The Data Science team here at the UKHO specialises in applying the latest in machine learning and big data technologies to marine geospatial data.
One of the challenges we face across the numerous projects and data types we work with is creating machine learning models that can scale to any geographical location around the world. Typically, we may only have training labels and data in limited locations that may not represent the full set of conditions present in another part of the world. We’ve found that, when models are trained on data from one location, the model’s performance can reduce when it is applied to new parts of the world.
Our sometimes frustrating experiences of this problem have driven us to coin a new phrase — “geo-generalisability”, which we define as the desired ability of a machine learning model to achieve acceptable performance when it is applied to new areas of the world. This can be an elusive problem to fully understand and control for, as geospatial proximity or distance may not actually infer similarity or differences in terms of the appearance of, or environmental context of, a target feature. This can make it difficult to design training data to fully account for the global variation of the problem that our machine learning models need to solve.

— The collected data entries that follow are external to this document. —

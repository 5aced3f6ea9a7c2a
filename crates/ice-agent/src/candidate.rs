//! Candidate types and the priority/foundation formulas (spec §3, RFC 8445 §5.1).

use std::hash::{DefaultHasher, Hash, Hasher};
use std::net::{IpAddr, SocketAddr};

use slotmap::new_key_type;

new_key_type! {
    pub struct LocalCandidateId;
    pub struct RemoteCandidateId;
}

#[derive(Debug, Clone, Copy, PartialEq, Eq, Hash)]
pub enum CandidateKind {
    Host,
    PeerReflexive,
    ServerReflexive,
    Relayed,
}

impl CandidateKind {
    fn type_preference(self) -> u32 {
        match self {
            CandidateKind::Host => 126,
            CandidateKind::PeerReflexive => 110,
            CandidateKind::ServerReflexive => 100,
            CandidateKind::Relayed => 0,
        }
    }

    pub fn as_wire_str(self) -> &'static str {
        match self {
            CandidateKind::Host => "host",
            CandidateKind::PeerReflexive => "prflx",
            CandidateKind::ServerReflexive => "srflx",
            CandidateKind::Relayed => "relay",
        }
    }
}

/// A transport address the agent proposes for the peer to send to (spec §3).
/// Component is fixed at 1 for this single-stream agent.
#[derive(Debug, Clone)]
pub struct Candidate {
    pub addr: SocketAddr,
    pub kind: CandidateKind,
    pub priority: u32,
    pub foundation: String,
    /// Local source address packets for this candidate are sent from. For
    /// relayed candidates this is the relayed address itself.
    pub base: SocketAddr,
}

/// RFC 8445 §5.1.2.1: `(2^24)*type_pref + (2^8)*local_pref + (2^0)*(256-component)`.
pub(crate) fn compute_priority(kind: CandidateKind, local_pref: u16, component: u8) -> u32 {
    (kind.type_preference() << 24) | ((local_pref as u32) << 8) | (256 - component as u32)
}

/// An equivalence class of candidates sharing type + base IP + server,
/// used to stagger checks (spec GLOSSARY "Foundation").
pub(crate) fn compute_foundation(kind: CandidateKind, base: IpAddr, server: Option<SocketAddr>) -> String {
    let mut hasher = DefaultHasher::new();
    (kind, base, server, "udp").hash(&mut hasher);
    format!("{:016x}", hasher.finish())
}

#[cfg(test)]
mod tests {
    use super::*;

    #[test]
    fn host_candidate_priority_literal() {
        // spec §8: unique single-interface IPv4 host, component 1.
        let priority = compute_priority(CandidateKind::Host, 65535, 1);
        assert_eq!(priority, 2_130_706_431);
    }

    #[test]
    fn foundation_is_stable_for_same_inputs() {
        let base: IpAddr = "192.168.0.2".parse().unwrap();
        let a = compute_foundation(CandidateKind::Host, base, None);
        let b = compute_foundation(CandidateKind::Host, base, None);
        assert_eq!(a, b);
    }

    #[test]
    fn foundation_differs_across_kinds() {
        let base: IpAddr = "192.168.0.2".parse().unwrap();
        let host = compute_foundation(CandidateKind::Host, base, None);
        let srflx = compute_foundation(CandidateKind::ServerReflexive, base, None);
        assert_ne!(host, srflx);
    }
}
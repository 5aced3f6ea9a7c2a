//! spec.md §8 end-to-end scenario 1: two in-process agents, host candidates
//! only, no STUN/TURN, exchange candidate lines and credentials directly
//! (bypassing signaling transport, which is out of scope for this crate).

mod support;

use std::net::SocketAddr;
use std::time::{Duration, Instant};

use ice_agent::{AgentState, IceAgent, IceCredentials, IceEvent, ReceivedPkt};

#[test]
fn two_agents_connect_and_exchange_data() {
    let addr_a: SocketAddr = "127.0.0.1:40000".parse().unwrap();
    let addr_b: SocketAddr = "127.0.0.1:40001".parse().unwrap();

    let mut agent_a = IceAgent::new(IceCredentials::random(), true, addr_a);
    let mut agent_b = IceAgent::new(IceCredentials::random(), false, addr_b);

    agent_a.set_remote_credentials(agent_b.credentials().clone());
    agent_b.set_remote_credentials(agent_a.credentials().clone());

    agent_a.add_host_candidate(addr_a.ip());
    agent_b.add_host_candidate(addr_b.ip());

    for candidate in agent_a.local_candidates() {
        agent_b.add_remote_candidate(&candidate);
    }
    for candidate in agent_b.local_candidates() {
        agent_a.add_remote_candidate(&candidate);
    }

    let mut a_connected = false;
    let mut b_connected = false;

    support::drive_until(
        &mut agent_a,
        addr_a,
        &mut agent_b,
        addr_b,
        Duration::from_secs(2),
        |event| {
            if matches!(event, IceEvent::StateChanged { new: AgentState::Completed, .. }) {
                a_connected = true;
            }
        },
        |event| {
            if matches!(event, IceEvent::StateChanged { new: AgentState::Completed, .. }) {
                b_connected = true;
            }
        },
        || a_connected && b_connected,
    );

    assert!(a_connected, "agent A never reported a state change to Completed");
    assert!(b_connected, "agent B never reported a state change to Completed");
    assert_eq!(agent_a.agent_state(), AgentState::Completed);
    assert_eq!(agent_b.agent_state(), AgentState::Completed);

    let payload = vec![0x42u8; 1000];
    let mut received = None;
    let pkt = ReceivedPkt {
        data: payload.clone(),
        source: addr_a,
        destination: addr_b,
    };
    agent_b.receive(&pkt, Instant::now(), &mut |event| {
        if let IceEvent::Data(data) = event {
            received = Some(data);
        }
    });

    assert_eq!(received, Some(payload), "1000-byte application payload must arrive intact");
}
//! Candidate pair type, state machine and the pair-priority formula (spec §3).

use std::cmp::{max, min};
use std::net::{IpAddr, SocketAddr};
use std::time::Instant;

use stun_types::TransactionId;

use crate::candidate::{LocalCandidateId, RemoteCandidateId};

#[derive(Debug, Clone, PartialEq)]
pub enum CandidatePairState {
    /// Never checked, not eligible to run yet (its foundation hasn't been unfrozen).
    Frozen,
    /// Eligible to run, no check sent yet.
    Waiting,
    /// A check is outstanding.
    InProgress {
        transaction_id: TransactionId,
        stun_request: Vec<u8>,
        retransmit_at: Instant,
        retransmits: u32,
        source: IpAddr,
        target: SocketAddr,
    },
    Succeeded,
    Failed,
}

#[derive(Debug, Clone)]
pub struct CandidatePair {
    pub local: LocalCandidateId,
    pub remote: RemoteCandidateId,
    pub priority: u64,
    pub state: CandidatePairState,
    pub foundation: String,

    /// Set when an incoming check from the peer carried USE-CANDIDATE.
    pub received_use_candidate: bool,
    /// Set once this agent has sent a nominating check and it succeeded.
    pub nominated: bool,

    /// First time a check was sent for this pair, used for the 30s global
    /// no-success deadline (spec §4.3 "Failure").
    pub first_check_at: Option<Instant>,
}

impl CandidatePair {
    pub fn new(local: LocalCandidateId, remote: RemoteCandidateId, priority: u64, foundation: String) -> Self {
        Self {
            local,
            remote,
            priority,
            state: CandidatePairState::Frozen,
            foundation,
            received_use_candidate: false,
            nominated: false,
            first_check_at: None,
        }
    }
}

/// RFC 8445 §6.1.2.3: `2^32*MIN(G,D) + 2*MAX(G,D) + (G>D?1:0)`, `G` the
/// controlling candidate's priority, `D` the controlled's.
pub(crate) fn pair_priority(local_priority: u32, remote_priority: u32, is_controlling: bool) -> u64 {
    let (g, d) = if is_controlling {
        (local_priority as u64, remote_priority as u64)
    } else {
        (remote_priority as u64, local_priority as u64)
    };

    2u64.pow(32) * min(g, d) + 2 * max(g, d) + u64::from(g > d)
}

UKHO Data Scientist Kari Dempsey recently described the work we’ve done to map the extent of mangrove forests around the world. In this blog post, I’ll set out how we went about trying to create one machine learning model that could successfully geo-generalise to identify mangrove forests within Sentinel 2 satellite imagery, regardless of geographical location. The work described here was a collaboration between the Data Science, Data Engineering and Remote Sensing teams at the UKHO.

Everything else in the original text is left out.